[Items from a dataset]
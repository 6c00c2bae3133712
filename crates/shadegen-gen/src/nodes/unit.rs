//! Unit conversion helpers.
//!
//! A converter scales its input by the ratio of two units of one unit
//! type. Every converter of a unit type calls the same
//! `mx_<unittype>_unit_ratio` function, which looks both units up in a
//! constant table of scales.

use std::sync::Arc;

use shadegen_core::{content_hash, ContentHash, NodeDef, PortDecl, Type, UnitTypeDef, Value};

use super::ShaderNodeImpl;
use crate::context::GenContext;
use crate::error::{GenError, Result};
use crate::generator::{input_expression, output_declaration};
use crate::graph::{ShaderGraph, ShaderNode};
use crate::stage::{Brackets, ShaderStage};

/// Value types a converter can scale.
pub const TYPES: &[Type] = &[Type::Float, Type::Vector2, Type::Vector3, Type::Vector4];

#[derive(Debug)]
pub struct UnitNode {
    name: String,
    unittype: String,
    scales: Vec<f32>,
    function: String,
    hash: ContentHash,
}

impl UnitNode {
    pub fn new(name: &str, unittype: &UnitTypeDef) -> Self {
        let function = format!("mx_{}_unit_ratio", unittype.name);
        Self {
            name: name.to_string(),
            unittype: unittype.name.clone(),
            scales: unittype.units.iter().map(|u| u.scale).collect(),
            hash: content_hash(&function),
            function,
        }
    }

    pub fn name(&self) -> &str {
        &self.name
    }

    pub fn unittype(&self) -> &str {
        &self.unittype
    }

    pub fn hash(&self) -> ContentHash {
        self.hash
    }

    pub fn emit_function_definition(&self, ctx: &mut GenContext, stage: &mut ShaderStage) -> Result<()> {
        if !stage.claim_function(self.hash) {
            return Ok(());
        }
        let syntax = ctx.syntax();
        let float = syntax.type_name(Type::Float)?;
        let int = syntax.type_name(Type::Integer)?;
        let table = syntax.array_variable(float, "scales", &self.scales.len().to_string());
        let values = syntax.value(Type::FloatArray, &Value::FloatArray(self.scales.clone()), false)?;
        let qualifier = if syntax.constant_qualifier.is_empty() {
            String::new()
        } else {
            format!("{} ", syntax.constant_qualifier)
        };

        stage.add_line(&format!("{float} {}({int} unit_from, {int} unit_to)", self.function), false);
        stage.begin_scope(Brackets::Braces);
        stage.add_line(&format!("{qualifier}{table} = {values}"), true);
        stage.add_line("return (scales[unit_from] / scales[unit_to])", true);
        stage.end_scope(false)?;
        stage.new_line();
        Ok(())
    }

    pub fn emit_function_call(
        &self,
        node: &ShaderNode,
        graph: &ShaderGraph,
        ctx: &mut GenContext,
        stage: &mut ShaderStage,
    ) -> Result<()> {
        let index = |input: &str| {
            node.input_index(input).ok_or_else(|| GenError::InvalidNode {
                node: node.name.clone(),
                reason: format!("a unit converter needs an input named '{input}'"),
            })
        };
        let value = input_expression(graph, node, index("in")?, ctx)?;
        let from = input_expression(graph, node, index("unit_from")?, ctx)?;
        let to = input_expression(graph, node, index("unit_to")?, ctx)?;
        let decl = output_declaration(graph, node, 0, ctx)?;
        stage.add_line(&format!("{decl} = {value} * {}({from}, {to})", self.function), true);
        Ok(())
    }
}

/// Nodedef of a converter for values of type `ty`.
pub fn nodedef(unittype: &UnitTypeDef, ty: Type) -> NodeDef {
    NodeDef::new(format!("ND_{}_unit_{ty}", unittype.name), format!("{}_unit", unittype.name))
        .with_input(PortDecl::new("in", ty))
        .with_input(PortDecl::new("unit_from", Type::Integer).with_value("0"))
        .with_input(PortDecl::new("unit_to", Type::Integer).with_value("0"))
        .with_output(PortDecl::new("out", ty))
}

/// The shared converter implementation for a unit type and value type.
pub fn implementation(ctx: &mut GenContext, unittype: &UnitTypeDef, ty: Type) -> Arc<ShaderNodeImpl> {
    let key = format!("unit:{}:{ty}", unittype.name);
    if let Some(cached) = ctx.find_implementation(&key) {
        return cached;
    }
    log::debug!("created unit converter '{key}'");
    ctx.add_implementation(&key, Arc::new(ShaderNodeImpl::Unit(UnitNode::new(&key, unittype))))
}

#[cfg(test)]
mod tests {
    use super::*;
    use shadegen_core::UnitDef;
    use shadegen_syntax::Target;

    fn make_distance() -> UnitTypeDef {
        UnitTypeDef {
            name: "distance".into(),
            units: vec![
                UnitDef {
                    name: "meter".into(),
                    scale: 1.0,
                },
                UnitDef {
                    name: "centimeter".into(),
                    scale: 0.01,
                },
            ],
        }
    }

    #[test]
    fn converters_share_one_definition() {
        let mut ctx = GenContext::new(Target::Glsl);
        let distance = make_distance();
        let float = implementation(&mut ctx, &distance, Type::Float);
        let again = implementation(&mut ctx, &distance, Type::Float);
        let vector = implementation(&mut ctx, &distance, Type::Vector3);
        assert!(Arc::ptr_eq(&float, &again));
        assert!(!Arc::ptr_eq(&float, &vector));
        assert_eq!(float.hash(), vector.hash());

        let mut stage = ShaderStage::new(crate::stage::PIXEL_STAGE);
        float.emit_function_definition(&mut ctx, &mut stage).unwrap();
        vector.emit_function_definition(&mut ctx, &mut stage).unwrap();
        assert_eq!(stage.code().matches("float mx_distance_unit_ratio(int unit_from, int unit_to)").count(), 1);
        assert!(stage.code().contains("const float scales[2] = float[2](1.0, 0.01);"));
    }

    #[test]
    fn nodedef_names_the_value_type() {
        let nd = nodedef(&make_distance(), Type::Vector2);
        assert_eq!(nd.name, "ND_distance_unit_vector2");
        assert_eq!(nd.inputs.len(), 3);
        assert_eq!(nd.output_type(), Type::Vector2);
    }
}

### Exercise
Could you restate word for word the lines above, from the one that contains "use crate::context::GenContext;" through the one that contains "stage.begin_scope(Brackets::Braces);", and no others?

### Solution to this problem
use crate::context::GenContext;
use crate::error::{GenError, Result};
use crate::generator::{input_expression, output_declaration};
use crate::graph::{ShaderGraph, ShaderNode};
use crate::stage::{Brackets, ShaderStage};

/// Value types a converter can scale.
pub const TYPES: &[Type] = &[Type::Float, Type::Vector2, Type::Vector3, Type::Vector4];

#[derive(Debug)]
pub struct UnitNode {
    name: String,
    unittype: String,
    scales: Vec<f32>,
    function: String,
    hash: ContentHash,
}

impl UnitNode {
    pub fn new(name: &str, unittype: &UnitTypeDef) -> Self {
        let function = format!("mx_{}_unit_ratio", unittype.name);
        Self {
            name: name.to_string(),
            unittype: unittype.name.clone(),
            scales: unittype.units.iter().map(|u| u.scale).collect(),
            hash: content_hash(&function),
            function,
        }
    }

    pub fn name(&self) -> &str {
        &self.name
    }

    pub fn unittype(&self) -> &str {
        &self.unittype
    }

    pub fn hash(&self) -> ContentHash {
        self.hash
    }

    pub fn emit_function_definition(&self, ctx: &mut GenContext, stage: &mut ShaderStage) -> Result<()> {
        if !stage.claim_function(self.hash) {
            return Ok(());
        }
        let syntax = ctx.syntax();
        let float = syntax.type_name(Type::Float)?;
        let int = syntax.type_name(Type::Integer)?;
        let table = syntax.array_variable(float, "scales", &self.scales.len().to_string());
        let values = syntax.value(Type::FloatArray, &Value::FloatArray(self.scales.clone()), false)?;
        let qualifier = if syntax.constant_qualifier.is_empty() {
            String::new()
        } else {
            format!("{} ", syntax.constant_qualifier)
        };

        stage.add_line(&format!("{float} {}({int} unit_from, {int} unit_to)", self.function), false);
        stage.begin_scope(Brackets::Braces);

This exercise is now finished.